Als Aloy eintrat, hörte Aratak eine Audioaufnahme von Ourea, in der sie Cyan mitteilte, dass sie seine Hilfe in Anspruch nehmen würde, um sie aus Hephaestus Gewalt zu befreien. Die Liebe und Bewunderung, die sie für Aratak empfand, wurde in der Aufnahme deutlich. Mit dem Rücken zu Aloy hörte Aratak fast unter Tränen zu, sein Kummer war offensichtlich. Als er bemerkte, dass Aloy hinter ihm war, fasste er sich und ging nach draußen, wobei er Aloy und Cyan zurückließ, um sich zu unterhalten. In seinem anschließenden Gespräch mit Aloy fragte sie ihn, ob er sie für Oureas Tod verantwortlich machte, da es ihre Ankunft im Schnitt war, die die Ereignisse auslöste, die dazu führten.

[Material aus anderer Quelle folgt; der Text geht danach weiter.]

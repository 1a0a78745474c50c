//! Common test utilities for integration tests
#![allow(dead_code)]

use async_trait::async_trait;
use dewey_sync::notion::RawBlock;
use dewey_sync::error::Result as SyncResult;
use dewey_sync::{
    CacheBackend, CacheSession, DeweyServerHandler, DocumentSource, MemoryBackend, Page, Section,
    SyncError, SyncOptions, SyncOrchestrator,
};
use serde_json::{Value, json};
use std::collections::{HashMap, HashSet};
use std::sync::atomic::{AtomicBool, Ordering};
use std::sync::{Arc, Mutex};
use std::time::Duration;

/// Scripted stand-in for the Notion API
#[derive(Default)]
pub struct FakeSource {
    pages: Mutex<Vec<Page>>,
    blocks: Mutex<HashMap<String, Vec<Value>>>,
    failing: Mutex<HashSet<String>>,
    stalled: Mutex<HashSet<String>>,
    search_rate_limited: AtomicBool,
}

impl FakeSource {
    pub fn new() -> Arc<Self> {
        Arc::new(Self::default())
    }

    pub fn add_page(&self, id: &str, title: &str, blocks: Vec<Value>) {
        self.pages.lock().unwrap().push(Page {
            id: id.to_string(),
            title: title.to_string(),
        });
        self.set_blocks(id, blocks);
    }

    pub fn set_blocks(&self, page_id: &str, blocks: Vec<Value>) {
        self.blocks
            .lock()
            .unwrap()
            .insert(page_id.to_string(), blocks);
    }

    pub fn remove_page(&self, page_id: &str) {
        self.pages.lock().unwrap().retain(|p| p.id != page_id);
        self.blocks.lock().unwrap().remove(page_id);
    }

    /// Block listing for this page answers with HTTP 502
    pub fn fail_page(&self, page_id: &str, fail: bool) {
        let mut failing = self.failing.lock().unwrap();
        if fail {
            failing.insert(page_id.to_string());
        } else {
            failing.remove(page_id);
        }
    }

    /// Block listing for this page never completes
    pub fn stall_page(&self, page_id: &str) {
        self.stalled.lock().unwrap().insert(page_id.to_string());
    }

    pub fn rate_limit_search(&self, limited: bool) {
        self.search_rate_limited.store(limited, Ordering::SeqCst);
    }
}

#[async_trait]
impl DocumentSource for FakeSource {
    async fn search_pages(&self, _page_size: u32) -> SyncResult<Vec<Page>> {
        if self.search_rate_limited.load(Ordering::SeqCst) {
            return Err(SyncError::RemoteFetch {
                target: "pages".to_string(),
                status: Some(429),
                message: "rate_limited".to_string(),
            });
        }
        Ok(self.pages.lock().unwrap().clone())
    }

    async fn list_block_children(
        &self,
        block_id: &str,
        _page_size: u32,
    ) -> SyncResult<Vec<RawBlock>> {
        let stalled = self.stalled.lock().unwrap().contains(block_id);
        if stalled {
            std::future::pending::<()>().await;
        }
        let failing = self.failing.lock().unwrap().contains(block_id);
        if failing {
            return Err(SyncError::RemoteFetch {
                target: format!("blocks of {block_id}"),
                status: Some(502),
                message: "bad gateway".to_string(),
            });
        }

        let blocks = self
            .blocks
            .lock()
            .unwrap()
            .get(block_id)
            .cloned()
            .unwrap_or_default();
        Ok(blocks
            .into_iter()
            .map(|b| serde_json::from_value(b).unwrap())
            .collect())
    }
}

/// Memory cache whose hash writes take `delay` each, like a congested Redis
pub struct SlowBackend {
    inner: MemoryBackend,
    delay: Duration,
}

impl SlowBackend {
    pub fn new(inner: &MemoryBackend, delay: Duration) -> Arc<Self> {
        Arc::new(Self {
            inner: inner.clone(),
            delay,
        })
    }
}

#[async_trait]
impl CacheBackend for SlowBackend {
    async fn connect(&self) -> SyncResult<Box<dyn CacheSession>> {
        Ok(Box::new(SlowSession {
            inner: self.inner.connect().await?,
            delay: self.delay,
        }))
    }
}

struct SlowSession {
    inner: Box<dyn CacheSession>,
    delay: Duration,
}

#[async_trait]
impl CacheSession for SlowSession {
    async fn get_string(&self, key: &str) -> SyncResult<Option<String>> {
        self.inner.get_string(key).await
    }

    async fn set_string(&self, key: &str, value: &str) -> SyncResult<()> {
        self.inner.set_string(key, value).await
    }

    async fn get_hash(&self, key: &str) -> SyncResult<HashMap<String, String>> {
        self.inner.get_hash(key).await
    }

    async fn set_hash(&self, key: &str, fields: &[(&str, &str)]) -> SyncResult<()> {
        tokio::time::sleep(self.delay).await;
        self.inner.set_hash(key, fields).await
    }

    async fn list_range(&self, key: &str) -> SyncResult<Vec<String>> {
        self.inner.list_range(key).await
    }

    async fn push_front(&self, key: &str, value: &str) -> SyncResult<()> {
        self.inner.push_front(key, value).await
    }

    async fn replace_list(&self, key: &str, items: &[String]) -> SyncResult<()> {
        self.inner.replace_list(key, items).await
    }

    async fn delete_key(&self, key: &str) -> SyncResult<()> {
        self.inner.delete_key(key).await
    }

    async fn add_to_set(&self, key: &str, member: &str) -> SyncResult<()> {
        self.inner.add_to_set(key, member).await
    }

    async fn set_members(&self, key: &str) -> SyncResult<Vec<String>> {
        self.inner.set_members(key).await
    }

    async fn replace_set(&self, key: &str, members: &[String]) -> SyncResult<()> {
        self.inner.replace_set(key, members).await
    }

    async fn disconnect(&self) -> SyncResult<()> {
        self.inner.disconnect().await
    }
}

pub fn heading(id: &str, name: &str) -> Value {
    json!({
        "object": "block",
        "id": id,
        "type": "heading_2",
        "heading_2": { "text": [{ "type": "text", "text": { "content": name }, "plain_text": name }] }
    })
}

pub fn todo(id: &str, text: &str, checked: bool) -> Value {
    json!({
        "object": "block",
        "id": id,
        "type": "to_do",
        "to_do": { "checked": checked, "text": [{ "type": "text", "text": { "content": text }, "plain_text": text }] }
    })
}

pub fn paragraph(id: &str) -> Value {
    json!({
        "object": "block",
        "id": id,
        "type": "paragraph",
        "paragraph": { "text": [{ "plain_text": "just notes" }] }
    })
}

/// Page A: Work [Buy milk, Call mom (done)]
/// Page B: orphan, then Home [Mow lawn]
pub fn two_page_source() -> Arc<FakeSource> {
    let source = FakeSource::new();
    source.add_page(
        "page-a",
        "Errands",
        vec![
            heading("a-h1", "Work"),
            todo("a-t1", "Buy milk", false),
            todo("a-t2", "Call mom", true),
        ],
    );
    source.add_page(
        "page-b",
        "House",
        vec![
            todo("b-t0", "orphan", false),
            heading("b-h1", "Home"),
            todo("b-t1", "Mow lawn", false),
        ],
    );
    source
}

pub fn orchestrator(
    source: &Arc<FakeSource>,
    backend: &MemoryBackend,
    options: SyncOptions,
) -> SyncOrchestrator {
    SyncOrchestrator::new(source.clone(), Arc::new(backend.clone()), options)
}

pub fn test_handler(source: &Arc<FakeSource>) -> (DeweyServerHandler, MemoryBackend) {
    let backend = MemoryBackend::new();
    let handler = DeweyServerHandler::with_parts(
        source.clone(),
        Arc::new(backend.clone()),
        SyncOptions::default(),
    );
    (handler, backend)
}

/// (text, complete) pairs of a section
pub fn todo_texts(section: &Section) -> Vec<(String, bool)> {
    section
        .todos
        .iter()
        .map(|t| (t.text.clone(), t.complete))
        .collect()
}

Aratak machte klar, dass er es nicht tat, denn sie starb, indem sie das tat, woran sie glaubte, und er verstand jetzt, warum es ihr so ​​wichtig war, Cyan zu helfen. Aloy wusste, dass sie den Schnitt verlassen musste, um ihre Mission gegen Hades und die Eklipse fortzusetzen, und gab ihm die Führung des Weraks zurück. Als er zustimmte, bat er sie um Unterstützung, um die Feuerklauen zu beseitigen, die Hephaestus vor der Zerstörung aus Epsilon entlassen konnte. Aloy stimmte dem zu. Die beiden hatten ein weiteres Gespräch, nachdem sie zusammengearbeitet hatten, um zwei der Maschinen zu töten. Er beschloss, die Werak fortan Cyan beschützen zu lassen, und verabschiedete sich dann von ihr. Sein Respekt und seine Kameradschaft zeigten sich in seinem Tonfall.

Wiedersehen mit Aloy[Bearbeiten | Quelltext bearbeiten]

Als die Eklipse kurz davor ist Meridian anzugreifen, erreicht die Kunde davon den Schnitt. Aratak entscheidet sich aus Respekt für Aloy als Krieger, Jäger und Anführer, sich ihr anzuschließen. Sie war angenehm überrascht, ihn zu sehen.